North Korea Vows to Continue Missile Tests

SEOUL, South Korea, July 6 — North Korea declared today that it will continue to test-fire missiles, and vowed to resist with force if other nations tried to stop it, even as it acknowledged for the first time that it had launched seven missiles the day before.

Responding to international condemnation with characteristic defiance and vagueness, North Korea said that the launchings of the seven missiles, including the new intercontinental Taepodong 2, had been "routine military exercises" designed to raise the nation's "capacity for self-defense."

In a statement attributed to the North Korean foreign ministry and released on its official KCNA news agency, the North stated that it "will have no option but to take stronger physical actions of other forms, should any other country dare take issue with the exercises and put pressure upon it."

The North issued its warning as the American and Japanese diplomats tried with mixed success to gather international support for a United Nations Security Council resolution drafted by Japan, threatening sanctions if the North does not dismantle its nuclear program.

President Bush called the leaders of China and Russia today, seeking a unified response against the test firings. But China and Russia, each a permanent member of the United Nations Security Council with a veto over its actions, said they opposed taking punitive measures against North Korea.

At a White House appearance with Prime Minister Stephen Harper of Canada, Mr. Bush played down American differences with Moscow and Beijing.

"You know, diplomacy takes a while, particularly when you're dealing with a variety of partners, and so we're spending time diplomatically, making sure that voice is unified," the president said. "Let's send a common message: You won't be rewarded for ignoring the rest of the world."

Still, China and Russia gave little sign today that they were willing to consider sanctions. "We think the Security Council should make a necessary response, but the response should be helpful to maintain peace and stability on the Korean peninsula and should help diplomatic efforts," Jiang Yu, the spokeswoman for the Chinese foreign ministry, said in a news conference in Beijing.

Asked whether China — the North's biggest trading partner and aid donor — was considering cutting aid as a result of the tests, Ms. Jiang said, "At present we are not taking this aspect into consideration."

In Moscow, President Vladimir V. Putin said he was disappointed by the test firings, but added that North Korea was correct to say it had the legal right to conduct them.

North Korea said it was no longer bound by past moratoriums on the test firing of missiles because the United States and Japan had broken previous agreements.

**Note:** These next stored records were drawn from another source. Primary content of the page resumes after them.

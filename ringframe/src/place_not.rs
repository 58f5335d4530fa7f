//! Module for parsing sequences of place notation into [`Change`]s

use std::{
    collections::VecDeque,
    fmt::{Display, Formatter},
};

use crate::{Bell, Change, Stage};

/// The ways that a single token of place notation can be invalid
#[derive(Copy, Clone, Debug, Eq, PartialEq, Hash)]
pub enum PnError {
    InvalidChar(char),
    PlaceOutOfStage { place: u8, stage: Stage },
    AmbiguousPlacesBetween { p: u8, q: u8 },
    DuplicatePlace(u8),
    OddStageCross(Stage),
    NoPlacesGiven,
}

impl Display for PnError {
    fn fmt(&self, f: &mut Formatter<'_>) -> std::fmt::Result {
        match self {
            PnError::InvalidChar(c) => write!(f, "{:?} is not a place", c),
            PnError::OddStageCross(stage) => {
                write!(
                    f,
                    "Cross notation isn't valid for odd stages (in this case {})",
                    stage
                )
            }
            PnError::PlaceOutOfStage { place, stage } => {
                write!(
                    f,
                    "Place '{}' is out of stage {}",
                    Bell::from_index(*place),
                    stage
                )
            }
            PnError::AmbiguousPlacesBetween { p, q } => write!(
                f,
                "Ambiguous gap of {} bells between places '{}' and '{}'.",
                q - p - 1,
                Bell::from_index(*p),
                Bell::from_index(*q)
            ),
            PnError::NoPlacesGiven => {
                write!(f, "No places given.  Use 'x' or '-' for a cross.")
            }
            PnError::DuplicatePlace(p) => {
                write!(f, "Place '{}' is duplicated", Bell::from_index(*p))
            }
        }
    }
}

impl std::error::Error for PnError {}

/// A token of place notation which couldn't be turned into a [`Change`], along with the text of
/// that token.
#[derive(Clone, Debug, Eq, PartialEq, Hash)]
pub struct InvalidPlaceNotation {
    pub text: String,
    pub reason: PnError,
}

impl Display for InvalidPlaceNotation {
    fn fmt(&self, f: &mut Formatter<'_>) -> std::fmt::Result {
        write!(f, "Invalid place notation {:?}: {}", self.text, self.reason)
    }
}

impl std::error::Error for InvalidPlaceNotation {
    fn source(&self) -> Option<&(dyn std::error::Error + 'static)> {
        Some(&self.reason)
    }
}

/// Parses a sequence of place notation into the [`Change`]s it represents, lazily.
///
/// Changes are separated by `.` or by a cross (`x`, `X` or `-`).  A block starting with `&` is
/// symmetric: after the block is emitted, it is emitted again backwards without its last change
/// (so `&-16-16-16` gives the full first half-lead and then its mirror).  Blocks end at `,` (or at
/// any non-`.` character which follows other filler), and characters which aren't part of the
/// notation are skipped.
///
/// If a token in a block is invalid, that block yields a single error in place of all of its
/// changes, and parsing carries on with the next block.
///
/// # Example
/// ```
/// use ringframe::{interpret_pn, Stage};
///
/// let plain_bob_minor = interpret_pn(Stage::MINOR, "&-16-16-16,12")
///     .map(|c| c.map(|c| c.to_string()))
///     .collect::<Result<Vec<_>, _>>()?;
/// assert_eq!(
///     plain_bob_minor,
///     ["-", "16", "-", "16", "-", "16", "-", "16", "-", "16", "-", "12"]
/// );
/// # Ok::<(), ringframe::InvalidPlaceNotation>(())
/// ```
pub fn interpret_pn(stage: Stage, text: &str) -> PnIter<'_> {
    PnIter {
        stage,
        text,
        pos: 0,
        pending: VecDeque::new(),
    }
}

/// Parses a sequence of place notation (as [`interpret_pn`]), returning the first error if there
/// is one.
///
/// # Example
/// ```
/// use ringframe::{parse_pn, PnError, Stage};
///
/// assert_eq!(parse_pn(Stage::DOUBLES, "3,&1.5.1.5.1")?.len(), 10);
/// assert_eq!(
///     parse_pn(Stage::TRIPLES, "&x1x1x1,2").unwrap_err().reason,
///     PnError::OddStageCross(Stage::TRIPLES)
/// );
/// # Ok::<(), ringframe::InvalidPlaceNotation>(())
/// ```
pub fn parse_pn(stage: Stage, text: &str) -> Result<Vec<Change>, InvalidPlaceNotation> {
    interpret_pn(stage, text).collect()
}

/// A lazy [`Iterator`] over the [`Change`]s in some place notation, created by [`interpret_pn`].
/// This can only be consumed once; a second pass requires parsing the text again.
#[derive(Debug, Clone)]
pub struct PnIter<'s> {
    stage: Stage,
    text: &'s str,
    /// Byte index of the next unread `char` of `text`
    pos: usize,
    /// Items from the last block that haven't been returned yet
    pending: VecDeque<Result<Change, InvalidPlaceNotation>>,
}

impl<'s> PnIter<'s> {
    fn peek(&self) -> Option<CharMeaning> {
        self.text[self.pos..].chars().next().map(CharMeaning::from)
    }

    fn bump(&mut self) {
        if let Some(c) = self.text[self.pos..].chars().next() {
            self.pos += c.len_utf8();
        }
    }

    fn skip_while(&mut self, pred: impl Fn(CharMeaning) -> bool) {
        while self.peek().map_or(false, &pred) {
            self.bump();
        }
    }

    /// Reads the next block of place notation into `self.pending`, returning `false` if the text
    /// has run out.
    fn read_block(&mut self) -> bool {
        use CharMeaning as CM;

        self.skip_while(|m| !matches!(m, CM::Bell | CM::Invalid | CM::Cross | CM::Symmetric));
        let is_symmetric = match self.peek() {
            None => return false,
            Some(m) => m == CM::Symmetric,
        };
        if is_symmetric {
            self.bump();
        }
        self.skip_while(|m| m == CM::Dot);

        let mut block = Vec::new();
        let mut error = None;
        while matches!(self.peek(), Some(CM::Bell | CM::Invalid | CM::Cross)) {
            let token_start = self.pos;
            if self.peek() == Some(CM::Cross) {
                self.bump();
            } else {
                self.skip_while(|m| matches!(m, CM::Bell | CM::Invalid));
            }
            match Change::parse(&self.text[token_start..self.pos], self.stage) {
                Ok(change) => block.push(change),
                Err(e) => {
                    error.get_or_insert(e);
                }
            }
            self.skip_while(|m| m == CM::Dot);
            self.skip_while(|m| m == CM::Filler);
        }

        if let Some(e) = error {
            self.pending.push_back(Err(e));
            return true;
        }
        self.pending.extend(block.iter().cloned().map(Ok));
        if is_symmetric {
            block.pop();
            self.pending.extend(block.into_iter().rev().map(Ok));
        }
        true
    }
}

impl Iterator for PnIter<'_> {
    type Item = Result<Change, InvalidPlaceNotation>;

    fn next(&mut self) -> Option<Self::Item> {
        loop {
            if let Some(item) = self.pending.pop_front() {
                return Some(item);
            }
            if !self.read_block() {
                return None;
            }
        }
    }
}

/// How a single [`char`] is treated in place notation
#[derive(Copy, Clone, Debug, Eq, PartialEq, Hash)]
pub(crate) enum CharMeaning {
    /// A [`Bell`] name (in either case)
    Bell,
    Cross,
    /// `&`, which marks a symmetric block
    Symmetric,
    Dot,
    /// `,`, which ends a block
    Comma,
    /// Alphanumeric, but not a bell name.  These are kept as part of a token so that they are
    /// reported as errors
    Invalid,
    /// Anything else
    Filler,
}

impl From<char> for CharMeaning {
    fn from(c: char) -> Self {
        match c {
            'x' | 'X' | '-' => CharMeaning::Cross,
            '&' => CharMeaning::Symmetric,
            '.' => CharMeaning::Dot,
            ',' => CharMeaning::Comma,
            _ if Bell::parse(c).is_ok() => CharMeaning::Bell,
            _ if c.is_ascii_alphanumeric() => CharMeaning::Invalid,
            _ => CharMeaning::Filler,
        }
    }
}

In its statement, the North said Wednesday's missile launchings were successful. Experts said, however, that the Taepodong 2 failed just 42 seconds after takeoff.

North Korea's continued defiance appears intended to press the United States into direct talks with North Korea, analysts and politicians said. The country has demanded that Washington stop cracking down on banks that do business with North Korea, and has twice invited Christopher R. Hill, the assistant secretary of state for East Asia and the main negotiator with North Korea, to visit Pyongyang.For its part, Washington wants the stalled six-nation talks over the North's nuclear program, which include Russia, China, Japan, South Korea and Russia, to be revived instead, and it has refused to meet bilaterally with North Korea on the issue.

"These actions by North Korea are an act of defiance meant to remind the U.S. that to ignore it comes at a price," said Peter Beck, director of Northeast Asia at the International Crisis Group in Seoul.

"The tests may also have been intended to rally the North Korean people, to justify the hardships that they are undergoing," Mr. Beck said, adding that one of the biggest anti-American rallies in years was held in Pyongyang last week.

At a National Assembly hearing here, South Korea's Defense Minister, Yoon Kwang Ung, said that North Korea may fire additional missiles. Mr. Yoon said he was basing his assessment on "the traffic of equipment and personnel in and out of launch sites."

The South Korean media reported Wednesday that North Korea has three or four more mid-range missiles sitting on launch pads. According to experts, North Korea is believed to have about 200 mid-range and 600 short-range missiles in all.

The missile launchings have drawn contrasting responses from South Korea and Japan, America's two allies in the region.

Caught between its alliance with the United States and its policy of engaging the North, South Korea condemned the tests but appeared unlikely to impose more than a few very limited penalties against the North.

In the long term, few people here expect South Korea, which is the North's second largest trading partner and aid donor after China, to significantly alter its policy of engagement of the North. What both China and South Korea fear almost as much as military confrontation, experts say, is the sudden collapse of the North Korean regime and a subsequent flood of millions of refugees. At a National Assembly hearing, Lee Jong Seok, the Minister of Unification, said that cabinet-level meetings between the North and South will go ahead as scheduled next week, and that economic joint ventures will proceed. Military talks between the two Koreas are also scheduled for later this month.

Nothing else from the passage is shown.